Leadership is a billion dollar business, yet all around us, we rarely see effective leadership. There are books, seminars, groups and programs to build better leaders (that’s the billion dollar business), yet much of that effort is wasted and fruitless.
The effectiveness of an organization is based on its structure and the role of leadership is to design and build that structure. Effective leadership has less to do with charisma and personality, more to do with building an organizational system to get work done.
Structure begins with the founder, a structure of one. There is work to be done and the founder is doing the work. There is always work left over, so the founder hires three or four people. These people do a little bit of everything. The work is organized around the scarce resources of infant structure. At some point the founder realizes the work can no longer be organized around the people, the people have to be organized around the work.

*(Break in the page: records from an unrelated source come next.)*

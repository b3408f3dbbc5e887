//! Turns a validated [`PipelineDefinition`] into the immutable form the
//! orchestrator interprets: parameter values classified into typed bindings,
//! state names resolved to references, result paths reduced to their single
//! key, and every executor reference checked against the registry.

use conveyor_core::error::{DefinitionError, ValidationError, Violation};
use conveyor_core::expressions::{classify_parameters, Binding, DocPath};
use conveyor_core::types::{PipelineDefinition, RetryRule};
use conveyor_core::validate::Validate;

use crate::engine::ExecutorRegistry;

/// Resolved reference to a state in the compiled pipeline.
#[derive(Debug, Clone, Copy, PartialEq, Eq)]
pub enum StateRef {
    Stage(usize),
    Fail(usize),
}

#[derive(Debug, Clone)]
pub struct CompiledPipeline {
    pub name: String,
    pub start: StateRef,
    pub stages: Vec<CompiledStage>,
    pub fail_states: Vec<CompiledFailState>,
    /// Target for errors no catch rule intercepts.
    pub default_fail: usize,
}

#[derive(Debug, Clone)]
pub struct CompiledStage {
    pub name: String,
    pub executor: String,
    pub parameters: Vec<(String, Binding)>,
    pub result_key: String,
    pub retry: Vec<RetryRule>,
    pub catch: Vec<CompiledCatch>,
    pub next: Option<StateRef>,
}

#[derive(Debug, Clone)]
pub struct CompiledCatch {
    pub error_equals: Vec<String>,
    pub result_key: String,
    pub next: StateRef,
}

impl CompiledCatch {
    pub fn matches(&self, classification: &str) -> bool {
        self.error_equals
            .iter()
            .any(|c| c == conveyor_core::types::WILDCARD || c == classification)
    }
}

#[derive(Debug, Clone)]
pub struct CompiledFailState {
    pub name: String,
    pub error: String,
    pub cause: Option<String>,
}

impl CompiledPipeline {
    pub fn stage_named(&self, name: &str) -> Option<&CompiledStage> {
        self.stages.iter().find(|s| s.name == name)
    }
}

pub fn compile(
    def: &PipelineDefinition,
    registry: &ExecutorRegistry,
) -> Result<CompiledPipeline, DefinitionError> {
    // Compilation assumes a structurally valid document; re-validate so a
    // definition can never be interpreted without having passed the checks.
    def.validate()?;

    let mut violations = Vec::new();
    for (idx, stage) in def.stages.iter().enumerate() {
        if !registry.contains(&stage.executor) {
            violations.push(Violation::new(
                format!("$.stages[{idx}].executor"),
                format!("no task executor registered under `{}`", stage.executor),
            ));
        }
    }
    if !violations.is_empty() {
        return Err(ValidationError::new(violations).into());
    }

    let mut fail_states: Vec<CompiledFailState> = def
        .fail_states
        .iter()
        .map(|f| CompiledFailState {
            name: f.name.clone(),
            error: f.error.clone(),
            cause: f.cause.clone(),
        })
        .collect();

    // Default fail state: `onError` if named, else the first declared, else
    // a synthesized terminal so uncaught errors always have somewhere to go.
    let default_fail = match &def.on_error {
        Some(name) => fail_states
            .iter()
            .position(|f| &f.name == name)
            .expect("validated onError reference"),
        None => {
            if fail_states.is_empty() {
                fail_states.push(CompiledFailState {
                    name: "Failed".to_string(),
                    error: "PipelineFailed".to_string(),
                    cause: None,
                });
            }
            0
        }
    };

    let resolve = |name: &str| -> StateRef {
        if let Some(i) = def.stages.iter().position(|s| s.name == name) {
            StateRef::Stage(i)
        } else {
            let i = fail_states
                .iter()
                .position(|f| f.name == name)
                .expect("validated state reference");
            StateRef::Fail(i)
        }
    };

    let mut stages = Vec::with_capacity(def.stages.len());
    for stage in &def.stages {
        let parameters = classify_parameters(stage.parameters.iter())
            .expect("validated parameter expressions");
        let result_key = top_level_key(&stage.result_path);

        let catch = stage
            .catch
            .iter()
            .map(|c| CompiledCatch {
                error_equals: c.error_equals.clone(),
                result_key: top_level_key(&c.result_path),
                next: resolve(&c.next),
            })
            .collect();

        stages.push(CompiledStage {
            name: stage.name.clone(),
            executor: stage.executor.clone(),
            parameters,
            result_key,
            retry: stage.retry.clone(),
            catch,
            next: stage.next.as_deref().map(resolve),
        });
    }

    Ok(CompiledPipeline {
        name: def.name.clone(),
        start: resolve(&def.start_at),
        stages,
        fail_states,
        default_fail,
    })
}

fn top_level_key(result_path: &str) -> String {
    DocPath::parse(result_path)
        .ok()
        .and_then(|p| p.as_top_level_key().map(str::to_string))
        .expect("validated result path")
}
use std::path::Path;

use conveyor_core::{parse_definition_str, DocumentFormat, Validate};
use serde::Serialize;

use crate::exit_codes;
use crate::output::{print_error, print_result};
use crate::OutputArgs;

#[derive(Serialize)]
struct ValidateResult {
    valid: bool,
    format: String,
    pipeline: String,
    stages: usize,
    #[serde(skip_serializing_if = "Vec::is_empty")]
    errors: Vec<String>,
    #[serde(skip_serializing_if = "Vec::is_empty")]
    warnings: Vec<String>,
}

pub async fn validate_cmd(path: &Path, output: OutputArgs) -> i32 {
    let content = match std::fs::read_to_string(path) {
        Ok(v) => v,
        Err(e) => {
            print_error(
                output.format,
                output.quiet,
                &format!("failed to read {}: {e}", path.display()),
            );
            return exit_codes::RUNTIME_ERROR;
        }
    };

    let parsed = match parse_definition_str(&content, DocumentFormat::Auto) {
        Ok(p) => p,
        Err(e) => {
            print_error(output.format, output.quiet, &format!("{e}"));
            return exit_codes::VALIDATION_FAILED;
        }
    };

    let format = match parsed.format {
        DocumentFormat::Json => "json",
        DocumentFormat::Yaml => "yaml",
        DocumentFormat::Auto => "auto",
    };

    match parsed.definition.validate() {
        Ok(warnings) => {
            print_result(
                output.format,
                output.quiet,
                &ValidateResult {
                    valid: true,
                    format: format.to_string(),
                    pipeline: parsed.definition.name.clone(),
                    stages: parsed.definition.stages.len(),
                    errors: Vec::new(),
                    warnings: warnings
                        .iter()
                        .map(|w| format!("{}: {}", w.path, w.message))
                        .collect(),
                },
            );
            exit_codes::SUCCESS
        }
        Err(e) => {
            print_result(
                output.format,
                output.quiet,
                &ValidateResult {
                    valid: false,
                    format: format.to_string(),
                    pipeline: parsed.definition.name.clone(),
                    stages: parsed.definition.stages.len(),
                    errors: e
                        .violations
                        .iter()
                        .map(|v| format!("{}: {}", v.path, v.message))
                        .collect(),
                    warnings: Vec::new(),
                },
            );
            exit_codes::VALIDATION_FAILED
        }
    }
}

Organizing the people around the work requires that specialized roles be defined, tasks, activities and expected outputs from those activities. This is the emergence of roles.
This organization is no longer a structure of one, but a structure of many. It is not enough for each person to play their role, the roles have to be designed to work together, more complex than a structure of one, a structure of many. And, organizational structure is born.
Organizational structure is simply the way we define the working relationships between people. The two things that must be defined are –
- In this working relationship, what is the accountability?
- In this working relationship, what is the authority? Authority to do what? Make decisions and solve problems the way I would have them solved.
And, so the structure of one becomes the structure of an organization. I don’t care about your personality or charisma as a leader. I only care whether you can design and execute the structure, to get some work done.